What to work on>
Print the records below exactly as they appear.

Provided information>
══════════
use std::sync::Arc;

use hojas_common::Configuracion;
use tokio::sync::watch;

use super::{HasStatus, LoadingGuard, StoreStatus};
use crate::http::ApiTransport;

const CONFIGURACION_PATH: &str = "/configuracion";
const FETCH_FAILED: &str = "No se pudo cargar la configuración global.";

#[derive(Debug, Clone, Default, PartialEq)]
pub struct ConfiguracionState {
    pub configuracion: Option<Configuracion>,
    pub status: StoreStatus,
}

impl ConfiguracionState {
    /// Default head of HR pre-selected on new service sheets
    pub fn jefe_rh_predeterminado_id(&self) -> Option<i64> {
        self.configuracion
            .as_ref()
            .and_then(|c| c.jefe_rh_predeterminado_id)
    }

    /// Letterhead used when printing
    pub fn hoja_membretada_url(&self) -> Option<&str> {
        self.configuracion
            .as_ref()
            .and_then(|c| c.hoja_membretada_url.as_deref())
    }
}

impl HasStatus for ConfiguracionState {
    fn status_mut(&mut self) -> &mut StoreStatus {
        &mut self.status
    }
}

/// Global configuration of the service sheet system
pub struct ConfiguracionStore<T> {
    api: Arc<T>,
    state: Arc<watch::Sender<ConfiguracionState>>,
}

impl<T> Clone for ConfiguracionStore<T> {
    fn clone(&self) -> Self {
        Self {
            api: self.api.clone(),
            state: self.state.clone(),
        }
    }
}

impl<T: ApiTransport> ConfiguracionStore<T> {
    pub fn new(api: Arc<T>) -> Self {
        let (state, _) = watch::channel(ConfiguracionState::default());
        Self {
            api,
            state: Arc::new(state),
        }
    }

    pub fn state(&self) -> ConfiguracionState {
        self.state.borrow().clone()
    }

    pub fn subscribe(&self) -> watch::Receiver<ConfiguracionState> {
        self.state.subscribe()
    }

    pub fn jefe_rh_predeterminado_id(&self) -> Option<i64> {
        self.state.borrow().jefe_rh_predeterminado_id()
    }

    pub fn hoja_membretada_url(&self) -> Option<String> {
        self.state.borrow().hoja_membretada_url().map(str::to_owned)
    }

    /// Fetch the configuration, always replacing what is cached
    pub async fn fetch_configuracion(&self) {
        let loading = LoadingGuard::start(&self.state);
        let configuracion = match self.api.get(CONFIGURACION_PATH).await {
            Ok(response) => response.json::<Configuracion>(),
            Err(error) => Err(error),
        };
        match configuracion {
            Ok(configuracion) => {
                log::debug!("Global configuration loaded: {configuracion:?}");
                self.state
                    .send_modify(|state| state.configuracion = Some(configuracion));
            }
            Err(error) => {
                log::error!("Could not fetch global configuration. {error}");
                if let Some(status) = error.status() {
                    log::error!("Configuration response status: {status}");
                }
                loading.fail(FETCH_FAILED);
            }
        }
    }
}
use thiserror::Error;

/// All possible error types that may occur while talking to the Hojas de Servicio backend
#[derive(Error, Debug)]
pub enum HsError {
    #[error("Reqwest Error\n{0}")]
    Reqwest(#[from] reqwest::Error),
    #[error("JSON error\n{0}")]
    Json(#[from] serde_json::Error),
    #[error("Invalid URL\n{0}")]
    Url(#[from] url::ParseError),
    #[error("Environment Variable error\n{0}")]
    EnvVar(#[from] std::env::VarError),
    #[error("IO error\n{0}")]
    Io(#[from] std::io::Error),
    #[error("Request failed with status {status}")]
    Response {
        status: u16,
        content_type: Option<String>,
        body: Vec<u8>,
    },
    #[error("Error de configuración CSRF")]
    CsrfConfiguration,
    #[error("{0}")]
    Rejected(String),
    #[error("Route registered more than once: {0}")]
    DuplicateRoute(String),
    #[error("Generic error\n{0}")]
    Generic(String),
}

impl HsError {
    /// HTTP status of a rejected response. [None] for errors that never reached the backend.
    pub const fn status(&self) -> Option<u16> {
        match self {
            Self::Response { status, .. } => Some(*status),
            _ => None,
        }
    }

    /// Returns true when the backend answered with an auth challenge (401 or 419). Sanctum uses
    /// 419 for an expired CSRF token.
    pub const fn is_auth_challenge(&self) -> bool {
        matches!(self.status(), Some(401 | 419))
    }

    /// Extract the `message` field of a JSON error body returned by the backend, if any
    pub fn response_message(&self) -> Option<String> {
        let Self::Response {
            content_type, body, ..
        } = self
        else {
            return None;
        };
        crate::api::error_message(content_type.as_deref(), body)
    }
}

impl From<&str> for HsError {
    fn from(value: &str) -> Self {
        Self::Generic(value.to_owned())
    }
}

impl From<String> for HsError {
    fn from(value: String) -> Self {
        Self::Generic(value)
    }
}

/// Generic [Result][std::result::Result] type where the error is always [HsError]
pub type HsResult<T> = std::result::Result<T, HsError>;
══════════
Exercise response>
use std::sync::Arc;

use hojas_common::Configuracion;
use tokio::sync::watch;

use super::{HasStatus, LoadingGuard, StoreStatus};
use crate::http::ApiTransport;

const CONFIGURACION_PATH: &str = "/configuracion";
const FETCH_FAILED: &str = "No se pudo cargar la configuración global.";

#[derive(Debug, Clone, Default, PartialEq)]
pub struct ConfiguracionState {
    pub configuracion: Option<Configuracion>,
    pub status: StoreStatus,
}

impl ConfiguracionState {
    /// Default head of HR pre-selected on new service sheets
    pub fn jefe_rh_predeterminado_id(&self) -> Option<i64> {
        self.configuracion
            .as_ref()
            .and_then(|c| c.jefe_rh_predeterminado_id)
    }

    /// Letterhead used when printing
    pub fn hoja_membretada_url(&self) -> Option<&str> {
        self.configuracion
            .as_ref()
            .and_then(|c| c.hoja_membretada_url.as_deref())
    }
}

impl HasStatus for ConfiguracionState {
    fn status_mut(&mut self) -> &mut StoreStatus {
        &mut self.status
    }
}

/// Global configuration of the service sheet system
pub struct ConfiguracionStore<T> {
    api: Arc<T>,
    state: Arc<watch::Sender<ConfiguracionState>>,
}

impl<T> Clone for ConfiguracionStore<T> {
    fn clone(&self) -> Self {
        Self {
            api: self.api.clone(),
            state: self.state.clone(),
        }
    }
}

impl<T: ApiTransport> ConfiguracionStore<T> {
    pub fn new(api: Arc<T>) -> Self {
        let (state, _) = watch::channel(ConfiguracionState::default());
        Self {
            api,
            state: Arc::new(state),
        }
    }

    pub fn state(&self) -> ConfiguracionState {
        self.state.borrow().clone()
    }

    pub fn subscribe(&self) -> watch::Receiver<ConfiguracionState> {
        self.state.subscribe()
    }

    pub fn jefe_rh_predeterminado_id(&self) -> Option<i64> {
        self.state.borrow().jefe_rh_predeterminado_id()
    }

    pub fn hoja_membretada_url(&self) -> Option<String> {
        self.state.borrow().hoja_membretada_url().map(str::to_owned)
    }

    /// Fetch the configuration, always replacing what is cached
    pub async fn fetch_configuracion(&self) {
        let loading = LoadingGuard::start(&self.state);
        let configuracion = match self.api.get(CONFIGURACION_PATH).await {
            Ok(response) => response.json::<Configuracion>(),
            Err(error) => Err(error),
        };
        match configuracion {
            Ok(configuracion) => {
                log::debug!("Global configuration loaded: {configuracion:?}");
                self.state
                    .send_modify(|state| state.configuracion = Some(configuracion));
            }
            Err(error) => {
                log::error!("Could not fetch global configuration. {error}");
                if let Some(status) = error.status() {
                    log::error!("Configuration response status: {status}");
                }
                loading.fail(FETCH_FAILED);
            }
        }
    }
}
use thiserror::Error;

/// All possible error types that may occur while talking to the Hojas de Servicio backend
#[derive(Error, Debug)]
pub enum HsError {
    #[error("Reqwest Error\n{0}")]
    Reqwest(#[from] reqwest::Error),
    #[error("JSON error\n{0}")]
    Json(#[from] serde_json::Error),
    #[error("Invalid URL\n{0}")]
    Url(#[from] url::ParseError),
    #[error("Environment Variable error\n{0}")]
    EnvVar(#[from] std::env::VarError),
    #[error("IO error\n{0}")]
    Io(#[from] std::io::Error),
    #[error("Request failed with status {status}")]
    Response {
        status: u16,
        content_type: Option<String>,
        body: Vec<u8>,
    },
    #[error("Error de configuración CSRF")]
    CsrfConfiguration,
    #[error("{0}")]
    Rejected(String),
    #[error("Route registered more than once: {0}")]
    DuplicateRoute(String),
    #[error("Generic error\n{0}")]
    Generic(String),
}

impl HsError {
    /// HTTP status of a rejected response. [None] for errors that never reached the backend.
    pub const fn status(&self) -> Option<u16> {
        match self {
            Self::Response { status, .. } => Some(*status),
            _ => None,
        }
    }

    /// Returns true when the backend answered with an auth challenge (401 or 419). Sanctum uses
    /// 419 for an expired CSRF token.
    pub const fn is_auth_challenge(&self) -> bool {
        matches!(self.status(), Some(401 | 419))
    }

    /// Extract the `message` field of a JSON error body returned by the backend, if any
    pub fn response_message(&self) -> Option<String> {
        let Self::Response {
            content_type, body, ..
        } = self
        else {
            return None;
        };
        crate::api::error_message(content_type.as_deref(), body)
    }
}

impl From<&str> for HsError {
    fn from(value: &str) -> Self {
        Self::Generic(value.to_owned())
    }
}

impl From<String> for HsError {
    fn from(value: String) -> Self {
        Self::Generic(value)
    }
}

/// Generic [Result][std::result::Result] type where the error is always [HsError]
pub type HsResult<T> = std::result::Result<T, HsError>;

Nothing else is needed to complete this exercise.